- Brief: What you return must match every record word for word.

(Stored data)

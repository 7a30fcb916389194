use axum::{
    extract::{Path, State},
    Json,
};
use serde::Serialize;
use service_core::error::AppError;

use super::OptionalSession;
use crate::services::dashboard::{self, AdminStats, AgentStats, ClientStats, DashboardLoad};
use crate::AppState;

/// Surface a partial-data warning to the caller's session, once per load.
fn announce<T: Serialize>(state: &AppState, session: &OptionalSession, load: &DashboardLoad<T>) {
    if let (Some(warning), OptionalSession(Some(session))) = (&load.warning, session) {
        state
            .notifications
            .show_warning(session, "Dashboard", Some(warning.clone()));
    }
}

fn check_id(kind: &str, id: &str) -> Result<(), AppError> {
    if id.trim().is_empty() || id.len() > 64 {
        return Err(AppError::BadRequest(anyhow::anyhow!("Invalid {} id", kind)));
    }
    Ok(())
}

pub async fn admin_dashboard(
    State(state): State<AppState>,
    session: OptionalSession,
) -> Json<DashboardLoad<AdminStats>> {
    let load = dashboard::load_admin(
        state.backend.as_ref(),
        state.config.dashboard.fetch_timeout(),
    )
    .await;
    announce(&state, &session, &load);
    Json(load)
}

pub async fn client_dashboard(
    State(state): State<AppState>,
    session: OptionalSession,
    Path(client_id): Path<String>,
) -> Result<Json<DashboardLoad<ClientStats>>, AppError> {
    check_id("client", &client_id)?;
    let load = dashboard::load_client(
        state.backend.as_ref(),
        &client_id,
        state.config.dashboard.fetch_timeout(),
    )
    .await;
    announce(&state, &session, &load);
    Ok(Json(load))
}

pub async fn agent_dashboard(
    State(state): State<AppState>,
    session: OptionalSession,
    Path(agent_id): Path<String>,
) -> Result<Json<DashboardLoad<AgentStats>>, AppError> {
    check_id("agent", &agent_id)?;
    let load = dashboard::load_agent(
        state.backend.as_ref(),
        &agent_id,
        state.config.dashboard.fetch_timeout(),
    )
    .await;
    announce(&state, &session, &load);
    Ok(Json(load))
}
// src/views/mod.rs
// DOCUMENTATION: View-model module organization
// PURPOSE: Re-export screen state holders

pub mod community_feed;

pub use community_feed::*;
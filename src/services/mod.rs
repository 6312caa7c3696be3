// src/services/mod.rs
// DOCUMENTATION: Services module organization
// PURPOSE: Re-export service components

pub mod api_client;
pub mod auth_service;
pub mod cache;
pub mod community_service;
pub mod favorites_service;
pub mod filters;
pub mod google_places_client;
pub mod opening_hours;
pub mod places_service;
pub mod user_places_service;

#[cfg(test)]
pub(crate) mod test_support;

pub use api_client::*;
pub use auth_service::*;
pub use cache::*;
pub use community_service::*;
pub use favorites_service::*;
pub use google_places_client::*;
pub use opening_hours::*;
pub use places_service::*;
pub use user_places_service::*;
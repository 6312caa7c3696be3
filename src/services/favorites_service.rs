// src/services/favorites_service.rs
// DOCUMENTATION: Favorites service
// PURPOSE: List, add and remove the current user's favorite places

use crate::errors::ClientResult;
use crate::models::Favorite;
use crate::services::api_client::ApiClient;
use reqwest::Method;

/// Access to /favorites
#[derive(Clone)]
pub struct FavoritesService {
    api: ApiClient,
}

impl FavoritesService {
    pub fn new(api: ApiClient) -> Self {
        Self { api }
    }

    pub async fn list(&self) -> ClientResult<Vec<Favorite>> {
        self.api.get_json("/favorites", &[]).await
    }

    /// The backend answers with an empty body
    pub async fn add(&self, favorite: &Favorite) -> ClientResult<()> {
        self.api
            .send_json(Method::POST, "/favorites", favorite)
            .await?;
        log::info!("Added favorite {}", favorite.place_id);
        Ok(())
    }

    /// Returns the backend's confirmation text
    pub async fn delete(&self, place_id: &str) -> ClientResult<String> {
        let message = self.api.delete(&format!("/favorites/{}", place_id)).await?;
        log::info!("Removed favorite {}", place_id);
        Ok(message)
    }
}
// src/services/places_service.rs
// DOCUMENTATION: Backend-proxied maps search
// PURPOSE: City/type search, details and photos relayed by the backend

use crate::errors::ClientResult;
use crate::services::api_client::ApiClient;
use serde_json::Value;

/// Default width requested for proxied photos
pub const PROXY_PHOTO_WIDTH: u32 = 900;

/// Maps search relayed through /api/places
/// DOCUMENTATION: The backend forwards the provider's JSON untouched, so
/// results are returned as raw values
#[derive(Clone)]
pub struct PlacesService {
    api: ApiClient,
}

impl PlacesService {
    pub fn new(api: ApiClient) -> Self {
        Self { api }
    }

    /// GET /api/places?ville=&type=
    pub async fn search(&self, city: &str, place_type: &str) -> ClientResult<Value> {
        log::debug!("Proxied search: city={}, type={}", city, place_type);
        self.api
            .get_json(
                "/api/places",
                &[("ville", city.to_string()), ("type", place_type.to_string())],
            )
            .await
    }

    /// GET /api/places/details?placeId=&fields=
    pub async fn details(&self, place_id: &str, fields: Option<&str>) -> ClientResult<Value> {
        let mut params = vec![("placeId", place_id.to_string())];
        if let Some(fields) = fields.filter(|f| !f.trim().is_empty()) {
            params.push(("fields", fields.to_string()));
        }
        self.api.get_json("/api/places/details", &params).await
    }

    /// GET /api/places/photo, returning the image bytes
    pub async fn photo(&self, reference: &str, max_width: Option<u32>) -> ClientResult<Vec<u8>> {
        self.api
            .get_bytes(
                "/api/places/photo",
                &[
                    ("photoreference", reference.to_string()),
                    (
                        "maxwidth",
                        max_width.unwrap_or(PROXY_PHOTO_WIDTH).to_string(),
                    ),
                ],
            )
            .await
    }
}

- Answer box:
repository 7a30fcb916389194
use axum::{
    extract::{Path, State},
    Json,
};
use serde::Serialize;
use service_core::error::AppError;

use super::OptionalSession;
use crate::services::dashboard::{self, AdminStats, AgentStats, ClientStats, DashboardLoad};
use crate::AppState;

/// Surface a partial-data warning to the caller's session, once per load.
fn announce<T: Serialize>(state: &AppState, session: &OptionalSession, load: &DashboardLoad<T>) {
    if let (Some(warning), OptionalSession(Some(session))) = (&load.warning, session) {
        state
            .notifications
            .show_warning(session, "Dashboard", Some(warning.clone()));
    }
}

fn check_id(kind: &str, id: &str) -> Result<(), AppError> {
    if id.trim().is_empty() || id.len() > 64 {
        return Err(AppError::BadRequest(anyhow::anyhow!("Invalid {} id", kind)));
    }
    Ok(())
}

pub async fn admin_dashboard(
    State(state): State<AppState>,
    session: OptionalSession,
) -> Json<DashboardLoad<AdminStats>> {
    let load = dashboard::load_admin(
        state.backend.as_ref(),
        state.config.dashboard.fetch_timeout(),
    )
    .await;
    announce(&state, &session, &load);
    Json(load)
}

pub async fn client_dashboard(
    State(state): State<AppState>,
    session: OptionalSession,
    Path(client_id): Path<String>,
) -> Result<Json<DashboardLoad<ClientStats>>, AppError> {
    check_id("client", &client_id)?;
    let load = dashboard::load_client(
        state.backend.as_ref(),
        &client_id,
        state.config.dashboard.fetch_timeout(),
    )
    .await;
    announce(&state, &session, &load);
    Ok(Json(load))
}

pub async fn agent_dashboard(
    State(state): State<AppState>,
    session: OptionalSession,
    Path(agent_id): Path<String>,
) -> Result<Json<DashboardLoad<AgentStats>>, AppError> {
    check_id("agent", &agent_id)?;
    let load = dashboard::load_agent(
        state.backend.as_ref(),
        &agent_id,
        state.config.dashboard.fetch_timeout(),
    )
    .await;
    announce(&state, &session, &load);
    Ok(Json(load))
}
// src/views/mod.rs
// DOCUMENTATION: View-model module organization
// PURPOSE: Re-export screen state holders

pub mod community_feed;

pub use community_feed::*;
filename src/services/mod.rs
repository 6312caa7c3696be3
// src/services/mod.rs
// DOCUMENTATION: Services module organization
// PURPOSE: Re-export service components

pub mod api_client;
pub mod auth_service;
pub mod cache;
pub mod community_service;
pub mod favorites_service;
pub mod filters;
pub mod google_places_client;
pub mod opening_hours;
pub mod places_service;
pub mod user_places_service;

#[cfg(test)]
pub(crate) mod test_support;

pub use api_client::*;
pub use auth_service::*;
pub use cache::*;
pub use community_service::*;
pub use favorites_service::*;
pub use google_places_client::*;
pub use opening_hours::*;
pub use places_service::*;
pub use user_places_service::*;
repository 6312caa7c3696be3
filename src/services/favorites_service.rs
// src/services/favorites_service.rs
// DOCUMENTATION: Favorites service
// PURPOSE: List, add and remove the current user's favorite places

use crate::errors::ClientResult;
use crate::models::Favorite;
use crate::services::api_client::ApiClient;
use reqwest::Method;

/// Access to /favorites
#[derive(Clone)]
pub struct FavoritesService {
    api: ApiClient,
}

impl FavoritesService {
    pub fn new(api: ApiClient) -> Self {
        Self { api }
    }

    pub async fn list(&self) -> ClientResult<Vec<Favorite>> {
        self.api.get_json("/favorites", &[]).await
    }

    /// The backend answers with an empty body
    pub async fn add(&self, favorite: &Favorite) -> ClientResult<()> {
        self.api
            .send_json(Method::POST, "/favorites", favorite)
            .await?;
        log::info!("Added favorite {}", favorite.place_id);
        Ok(())
    }

    /// Returns the backend's confirmation text
    pub async fn delete(&self, place_id: &str) -> ClientResult<String> {
        let message = self.api.delete(&format!("/favorites/{}", place_id)).await?;
        log::info!("Removed favorite {}", place_id);
        Ok(message)
    }
}
// src/services/places_service.rs
// DOCUMENTATION: Backend-proxied maps search
// PURPOSE: City/type search, details and photos relayed by the backend

use crate::errors::ClientResult;
use crate::services::api_client::ApiClient;
use serde_json::Value;

/// Default width requested for proxied photos
pub const PROXY_PHOTO_WIDTH: u32 = 900;

/// Maps search relayed through /api/places
/// DOCUMENTATION: The backend forwards the provider's JSON untouched, so
/// results are returned as raw values
#[derive(Clone)]
pub struct PlacesService {
    api: ApiClient,
}

impl PlacesService {
    pub fn new(api: ApiClient) -> Self {
        Self { api }
    }

    /// GET /api/places?ville=&type=
    pub async fn search(&self, city: &str, place_type: &str) -> ClientResult<Value> {
        log::debug!("Proxied search: city={}, type={}", city, place_type);
        self.api
            .get_json(
                "/api/places",
                &[("ville", city.to_string()), ("type", place_type.to_string())],
            )
            .await
    }

    /// GET /api/places/details?placeId=&fields=
    pub async fn details(&self, place_id: &str, fields: Option<&str>) -> ClientResult<Value> {
        let mut params = vec![("placeId", place_id.to_string())];
        if let Some(fields) = fields.filter(|f| !f.trim().is_empty()) {
            params.push(("fields", fields.to_string()));
        }
        self.api.get_json("/api/places/details", &params).await
    }

    /// GET /api/places/photo, returning the image bytes
    pub async fn photo(&self, reference: &str, max_width: Option<u32>) -> ClientResult<Vec<u8>> {
        self.api
            .get_bytes(
                "/api/places/photo",
                &[
                    ("photoreference", reference.to_string()),
                    (
                        "maxwidth",
                        max_width.unwrap_or(PROXY_PHOTO_WIDTH).to_string(),
                    ),
                ],
            )
            .await
    }
}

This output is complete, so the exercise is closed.